Time Limit: 2000/1000 MS (Java/Others) Memory Limit: 32768/32768 K (Java/Others) Total Submission(s): 3564 Accepted Submission(s): 1484

Problem Description

Given a positive integer N, your task is to calculate the sum of the positive integers less than N which are not coprime to N. A is said to be coprime to B if A, B share no common positive divisors except 1.

Input

For each test case, there is a line containing a positive integer N(1 ≤ N ≤ 1000000000). A line containing a single 0 follows the last test case.

Output

For each test case, you should print the sum module 1000000007 in a line.

Sample Input

   3
4
0

Sample Output

   0
2

Author

GTmac

Source

2010 ACM-ICPC Multi-University Training Contest（7）——Host by HIT

如果暴力用容斥原理计算会超时，但是我觉得思路不错。

然后说一下这道题的正解：在数论书上有个公式，计算小于 n 且与 n 互质的数的和。

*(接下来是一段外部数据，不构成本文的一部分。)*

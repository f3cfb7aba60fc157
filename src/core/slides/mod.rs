pub mod page_requests;
pub mod presentation_registry;
pub mod request_builder;
pub mod slides_error;
pub mod slides_models;
pub mod slides_service;
pub mod theme_service;

pub use page_requests::BatchRequest;
pub use presentation_registry::PresentationRegistry;
pub use slides_error::SlidesError;
pub use slides_models::{
    AssetReference, BlockRole, ContentBlock, MasterTheme, PageElementSummary, PlaceholderKind,
    PlaceholderRef, Placement, PresentationDetails, PresentationHandle, RgbColor, SlideKind,
    SlideSnapshot, SlideSpec, ThemeTemplate,
};
pub use slides_service::{
    AssetUploader, ImageSource, PlacedChart, SlidesApi, SlidesService,
};
pub use theme_service::{ThemeApplied, ThemeCatalog, ThemeService};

公式如下：n * Eular ( n ) / 2 （Eular（）表示 n 的欧拉函数值）

代码如下：

#include <cstdio>
__int64 mod = 1e9+7;
int Eular(int n)
{
	int ans = n;
	for (int i = 2 ; i * i <= n ; i++)
	{
		if (n % i == 0)
		{
			ans -= ans / i;
			while (n % i == 0)
				n /= i;
		}
	}
	if (n > 1)
		ans -= ans / n;
	return ans;
}
int main()
{
	int n;
	__int64 ans;
	while (~scanf ("%d",&n) && n)
	{
		if (n == 1)
		{
			printf ("0\n");
			continue;
		}
		ans = ((__int64)(n - 1) * n / 2 - (__int64)n * Eular(n) / 2) % mod;		//套用公式 
		printf ("%I64d\n",ans);
	}
	return 0;
}